Abstract

In silico chromosome painting is a technique by which contributions of distinct genetic groups are represented along chromosomes of hybrid individuals. This type of analysis is used to study the mechanisms by which these individuals were formed. Such techniques are well adapted to identify genetic groups contributing to these individuals as well as hybridization events. It can also be used to follow chromosomal recombinations that occurred naturally or were generated by selective breeding. Here, we present GeMo, a novel interactive web-based and user-oriented interface to visualize in a linear-based fashion results of in silico chromosome painting. To facilitate data input generation, a script to execute analytical commands is provided and an interactive data curation mode is supported to ensure consistency of the automated procedure. GeMo contains preloaded datasets from published studies on crop domestication but can be applied to other purposes, such as breeding programs Although only applied so far on plants, GeMo can handle data from animals as well.

Database URL: https://gemo.southgreen.fr/

Key Points

  • GeMo is a new web resource to carry out ancestry mosaic painting in a linear fashion.

  • GeMo enables dynamic and interactive visualization, data sharing online and contains preloaded datasets from published studies.

  • GeMo provides access to a script and a well-documented procedure to generate genome ancestry mosaics.

Introduction

Hybridizations and introgressions are at the center of multiple scientific questions in biology (1, 2). Unraveling their origins and impacts is a key objective to understand the mechanisms by which organisms were formed and evolved, and thus feature in multiple topics such as human ancestries (3), plant domestication (4), crop improvement (5) and environmental adaptation (6). At the genome level, the result of these introgression events can be represented as genome ancestry mosaics, defined as a succession of large chromosomal DNA segments, or genomic blocks, of distint origin. These genomic blocks can be associated with genetic groups defined as groups of individuals with a homogenous genetic background resulting from a common ancestor or population (e.g. species, subspecies).

Over the past decade, our ability to generate genomic data at high throughput for a large sampling has been revolutionized, enabling genome-wide characterization within a particular species (7, 8). The availability of these genomic data led to the development of new methodologies that use genetic markers to study the genome ancestry mosaics of individuals (9, 10). Such methods, called local ancestry inference methods are based on hidden Markov model, multivariate analysis or ancestral allele ratio approaches. These methods have been applied to various animals and plant organisms (11–14) and will be referred to hereafter as in silico chromosome painting analyses.
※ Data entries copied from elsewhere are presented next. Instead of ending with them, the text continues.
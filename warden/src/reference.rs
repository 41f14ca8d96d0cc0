use warden_core::EntityId;
use warden_data::{Permission, Role};

/// A permission given by name, by id, or as a loaded record.
///
/// Names and ids are resolved against the guard of the operation that
/// receives them.
#[derive(Debug, Clone, PartialEq, Eq)]
pub enum PermissionRef {
    Name(String),
    Id(EntityId),
    Entity(Permission),
}

/// A role given by name, by id, or as a loaded record.
#[derive(Debug, Clone, PartialEq, Eq)]
pub enum RoleRef {
    Name(String),
    Id(EntityId),
    Entity(Role),
}

macro_rules! impl_ref_from {
    ($target:ident, $entity:ty) => {
        impl From<&str> for $target {
            fn from(name: &str) -> Self {
                $target::Name(name.to_string())
            }
        }

        impl From<String> for $target {
            fn from(name: String) -> Self {
                $target::Name(name)
            }
        }

        impl From<&String> for $target {
            fn from(name: &String) -> Self {
                $target::Name(name.clone())
            }
        }

        impl From<EntityId> for $target {
            fn from(id: EntityId) -> Self {
                $target::Id(id)
            }
        }

        impl From<$entity> for $target {
            fn from(entity: $entity) -> Self {
                $target::Entity(entity)
            }
        }

        impl From<&$entity> for $target {
            fn from(entity: &$entity) -> Self {
                $target::Entity(entity.clone())
            }
        }
    };
}

impl_ref_from!(PermissionRef, Permission);
impl_ref_from!(RoleRef, Role);
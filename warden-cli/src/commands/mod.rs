//! Command implementations for the `warden` CLI.
//!
//! Each submodule corresponds to a top-level CLI command.

use std::error::Error;
use std::path::{Path, PathBuf};
use std::sync::Arc;

use warden::{InMemoryStore, Warden, WardenConfig};

/// Permission creation: `warden create-permission`.
pub mod create_permission;

/// Role creation: `warden create-role`.
///
/// Creates the role, then grants it the `--permission` list.
pub mod create_role;

/// Graph listing: `warden show`.
pub mod show;

pub type CommandResult<T> = Result<T, Box<dyn Error>>;

/// Where a command reads its configuration and persists its store.
#[derive(Debug, Clone)]
pub struct Context {
    pub config: PathBuf,
    pub store: PathBuf,
}

impl Context {
    pub fn new(config: impl Into<PathBuf>, store: impl Into<PathBuf>) -> Self {
        Self {
            config: config.into(),
            store: store.into(),
        }
    }

    /// Build a [`Warden`] over the file-backed store.
    ///
    /// A missing config file falls back to the defaults; a missing store file
    /// starts empty and is created on the first write.
    pub async fn open(&self) -> CommandResult<Warden> {
        let config = WardenConfig::from_file(Path::new(&self.config))?;
        let store = InMemoryStore::open(&self.store, config.permission.collection_names.clone()).await?;
        tracing::debug!(store = %self.store.display(), "store opened");
        let warden = Warden::builder().config(config).store(Arc::new(store)).build()?;
        Ok(warden)
    }
}
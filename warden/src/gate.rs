//! Request gates: permission and role checks for the calling subject.
//!
//! Gates are transport-agnostic. They read the current subject from an
//! [`AuthContext`] and return a [`PermissionError`] whose
//! [`status_code`](PermissionError::status_code) is 403 on rejection.

use warden_core::PermissionError;

use crate::engine::Warden;
use crate::subject::Authorizable;

/// Source of the authenticated subject for the current request.
pub trait AuthContext {
    type Subject: Authorizable;

    fn user(&self) -> Option<&Self::Subject>;

    fn guest(&self) -> bool {
        self.user().is_none()
    }
}

fn split_names(list: &str) -> Vec<String> {
    list.split('|')
        .map(str::trim)
        .filter(|s| !s.is_empty())
        .map(str::to_string)
        .collect()
}

/// Passes when the subject holds any of the listed permissions.
#[derive(Debug, Clone, PartialEq, Eq)]
pub struct RequirePermission {
    permissions: Vec<String>,
}

impl RequirePermission {
    pub fn new<I, S>(permissions: I) -> Self
    where
        I: IntoIterator<Item = S>,
        S: Into<String>,
    {
        Self {
            permissions: permissions.into_iter().map(Into::into).collect(),
        }
    }

    /// Parse a `"a|b"` list.
    pub fn parse(list: &str) -> Self {
        Self {
            permissions: split_names(list),
        }
    }

    pub fn permissions(&self) -> &[String] {
        &self.permissions
    }

    pub async fn check<A: AuthContext>(&self, warden: &Warden, auth: &A) -> Result<(), PermissionError> {
        let Some(user) = auth.user() else {
            tracing::debug!("permission gate rejected guest");
            return Err(PermissionError::NotLoggedIn);
        };
        if warden
            .permissions_of(user)
            .has_any_permission(self.permissions.iter())
            .await?
        {
            return Ok(());
        }
        tracing::debug!(subject = %user.subject_key(), required = ?self.permissions, "permission gate rejected subject");
        Err(PermissionError::UnauthorizedPermission(self.permissions.clone()))
    }
}

/// Passes when the subject holds any of the listed roles.
#[derive(Debug, Clone, PartialEq, Eq)]
pub struct RequireRole {
    roles: Vec<String>,
}

impl RequireRole {
    pub fn new<I, S>(roles: I) -> Self
    where
        I: IntoIterator<Item = S>,
        S: Into<String>,
    {
        Self {
            roles: roles.into_iter().map(Into::into).collect(),
        }
    }

    /// Parse a `"a|b"` list.
    pub fn parse(list: &str) -> Self {
        Self {
            roles: split_names(list),
        }
    }

    pub fn roles(&self) -> &[String] {
        &self.roles
    }

    pub async fn check<A: AuthContext>(&self, warden: &Warden, auth: &A) -> Result<(), PermissionError> {
        let Some(user) = auth.user() else {
            tracing::debug!("role gate rejected guest");
            return Err(PermissionError::NotLoggedIn);
        };
        if warden.roles_of(user).has_any_role(self.roles.iter()).await? {
            return Ok(());
        }
        tracing::debug!(subject = %user.subject_key(), required = ?self.roles, "role gate rejected subject");
        Err(PermissionError::UnauthorizedRole(self.roles.clone()))
    }
}

#[cfg(test)]
mod tests {
    use super::*;

    #[test]
    fn parse_splits_on_pipe() {
        let gate = RequirePermission::parse("edit articles|publish articles");
        assert_eq!(gate.permissions(), ["edit articles", "publish articles"]);
    }

    #[test]
    fn parse_skips_empty_segments() {
        assert_eq!(RequireRole::parse("admin||").roles(), ["admin"]);
        assert!(RequireRole::parse("").roles().is_empty());
    }
}
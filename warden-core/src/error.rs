use std::fmt;

/// Errors raised by role, permission, and authorization operations.
///
/// Authorization variants carry the names that were required so that
/// callers can report them; none of them are retried internally.
#[derive(Debug)]
pub enum PermissionError {
    RoleAlreadyExists { name: String, guard_name: String },
    RoleDoesNotExist { name: String, guard_name: String },
    PermissionAlreadyExists { name: String, guard_name: String },
    PermissionDoesNotExist { name: String, guard_name: String },
    /// A role or permission from one guard was used with a holder of another.
    GuardDoesNotMatch { expected: Vec<String>, given: String },
    NotLoggedIn,
    UnauthorizedPermission(Vec<String>),
    UnauthorizedRole(Vec<String>),
    /// The backing store failed.
    Store(String),
    /// The registrar cache failed.
    Cache(String),
}

impl PermissionError {
    /// HTTP status code this error maps to.
    pub fn status_code(&self) -> u16 {
        match self {
            PermissionError::GuardDoesNotMatch { .. }
            | PermissionError::NotLoggedIn
            | PermissionError::UnauthorizedPermission(_)
            | PermissionError::UnauthorizedRole(_) => 403,
            PermissionError::RoleDoesNotExist { .. }
            | PermissionError::PermissionDoesNotExist { .. } => 404,
            PermissionError::RoleAlreadyExists { .. }
            | PermissionError::PermissionAlreadyExists { .. } => 409,
            PermissionError::Store(_) | PermissionError::Cache(_) => 500,
        }
    }

    /// The required names carried by an `Unauthorized*` error.
    pub fn required(&self) -> &[String] {
        match self {
            PermissionError::UnauthorizedPermission(names)
            | PermissionError::UnauthorizedRole(names) => names,
            _ => &[],
        }
    }

    pub fn is_unauthorized(&self) -> bool {
        self.status_code() == 403
    }
}

impl fmt::Display for PermissionError {
    fn fmt(&self, f: &mut fmt::Formatter<'_>) -> fmt::Result {
        match self {
            PermissionError::RoleAlreadyExists { name, guard_name } => {
                write!(f, "A role `{name}` already exists for guard `{guard_name}`.")
            }
            PermissionError::RoleDoesNotExist { name, guard_name } => {
                write!(f, "There is no role named `{name}` for guard `{guard_name}`.")
            }
            PermissionError::PermissionAlreadyExists { name, guard_name } => {
                write!(f, "A permission `{name}` already exists for guard `{guard_name}`.")
            }
            PermissionError::PermissionDoesNotExist { name, guard_name } => {
                write!(f, "There is no permission named `{name}` for guard `{guard_name}`.")
            }
            PermissionError::GuardDoesNotMatch { expected, given } => write!(
                f,
                "The given role or permission should use guard `{}` instead of `{given}`.",
                expected.join(", ")
            ),
            PermissionError::NotLoggedIn => write!(f, "User is not logged in."),
            PermissionError::UnauthorizedPermission(names) => {
                write!(f, "User does not have the right permissions {}.", names.join(", "))
            }
            PermissionError::UnauthorizedRole(names) => {
                write!(f, "User does not have the right roles {}.", names.join(", "))
            }
            PermissionError::Store(msg) => write!(f, "Store error: {msg}"),
            PermissionError::Cache(msg) => write!(f, "Cache error: {msg}"),
        }
    }
}

impl std::error::Error for PermissionError {}
use std::path::Path;

use super::ConfigError;

/// Load a YAML file, if it exists, and deep-merge it over `root`.
pub(crate) fn merge_yaml_file(path: &Path, root: &mut serde_yaml::Value) -> Result<(), ConfigError> {
    if path.exists() {
        let content =
            std::fs::read_to_string(path).map_err(|e| ConfigError::Load(e.to_string()))?;
        merge_yaml_str(&content, root)?;
    }
    Ok(())
}

/// Parse a YAML string and deep-merge it over `root`.
pub(crate) fn merge_yaml_str(content: &str, root: &mut serde_yaml::Value) -> Result<(), ConfigError> {
    let yaml: serde_yaml::Value =
        serde_yaml::from_str(content).map_err(|e| ConfigError::Load(e.to_string()))?;
    merge(root, yaml);
    Ok(())
}

/// Mappings merge key by key; any other value replaces the target.
///
/// Keys already present keep their position, so guard declaration order
/// survives a profile override.
pub(crate) fn merge(target: &mut serde_yaml::Value, overlay: serde_yaml::Value) {
    match (target, overlay) {
        (serde_yaml::Value::Mapping(base), serde_yaml::Value::Mapping(over)) => {
            for (key, value) in over {
                match base.get_mut(&key) {
                    Some(existing) => merge(existing, value),
                    None => {
                        base.insert(key, value);
                    }
                }
            }
        }
        // An empty document parses as null; it must not wipe the base.
        (_, serde_yaml::Value::Null) => {}
        (slot, value) => *slot = value,
    }
}

#[cfg(test)]
mod tests {
    use super::*;

    #[test]
    fn profile_overlay_keeps_base_order() {
        let mut root = serde_yaml::Value::Mapping(serde_yaml::Mapping::new());
        merge_yaml_str("guards:\n  web: 1\n  api: 2\n", &mut root).unwrap();
        merge_yaml_str("guards:\n  api: 3\n  admin: 4\n", &mut root).unwrap();

        let guards = root.get("guards").and_then(|g| g.as_mapping()).unwrap();
        let keys: Vec<&str> = guards.keys().filter_map(|k| k.as_str()).collect();
        assert_eq!(keys, vec!["web", "api", "admin"]);
        assert_eq!(guards.get("api").and_then(|v| v.as_i64()), Some(3));
    }

    #[test]
    fn empty_overlay_is_ignored() {
        let mut root = serde_yaml::Value::Mapping(serde_yaml::Mapping::new());
        merge_yaml_str("a: 1\n", &mut root).unwrap();
        merge_yaml_str("", &mut root).unwrap();
        assert_eq!(root.get("a").and_then(|v| v.as_i64()), Some(1));
    }
}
To visualize in silico chromosome painting, packages with linear ideograms or karyotypes such as ChromPlot (15), ChromDraw (16), karyoploteR (17), RIdeogram (18) can be used, but they require advanced programming skills and generate only static images. A few online applications were developed but are specific to some organisms like DNAPainter for Humans (https://dnapainter.com) or favor circular-based visualization rather than linear (19). Until now, there were no web-based interfaces handling datasets in an interactive and linear fashion, and none addressing the challenges of polyploidy, which is often encountered in plants.

Here we present GeMo, a web-based tool for visualization, curation and data sharing of genome ancestry mosaics. It comes with a script and step-by-step instructions, using two local ancestry inference-based methods, TraceAncestor (20) and VCFHunter (21), which assign alleles to genetic groups and use the allelic ratio observed in individuals to assign an origin to genomic blocks. GeMo can guide users through in silico chromosome painting starting with a Variant Call Format (VCF) file and acts as an online repository for genomics ancestry mosaics.

Tool implementation and usage

GeMo is a lightweight web-based interface implemented in JavaScript. The display of the interactive graph is managed with the JavaScript D3JS library (https://d3js.org) and chromosome visual rendering builds on the Ideogram library (https://eweitz.github.io/ideogram). The web page design uses the Bootstrap library (https://getbootstrap.com), which ensures compatibility with modern web browsers. On the back-end, a NodeJS server (https://nodejs.org/en/) ensures data transfer and analysis.

Visualization of preloaded ancestry mosaics/datasets

GeMo contains ancestry mosaics of preloaded individuals resulting from published studies conducted on subsets of plant genotypes (13, 20–22). When selecting a preloaded individual (Figure 1A), a form is automatically filled with the genomic coordinates of the genomic blocks and the visualization parameters (e.g. colors, reference sequence coordinates, ploidy). GeMo displays the ancestry mosaic drawing for each chromosome (Figure 1B). The chromosomal segments are colored according to their corresponding genetic group.

Figure 1.

Overview of the GeMo visualization interface representing the genome ancestry mosaics of the triploid cultivated banana ‘Grande Naine’ (13). (A) Menu panel allowing the user to load their own data or to visualize preloaded data (A1). (B) Predicted mosaic structure for the 3 × 11 chromosomes as proposed in (13). Each color on the chromosomes represents a genetic group, except dark gray for undefined genomic block. Symbols on chr01 and chr02 indicate genomic features (such as gene of interest, QTLs, etc.) entered by users based on genomic coordinates of the reference genome used to draw the genome ancestry mosaics in the menu entitled ‘Annotations’ in A2. (C) Automatically exported dataset from GeMo by clicking on a block and imported as a track to the JBrowse configured in the Genome Browser menu in A3.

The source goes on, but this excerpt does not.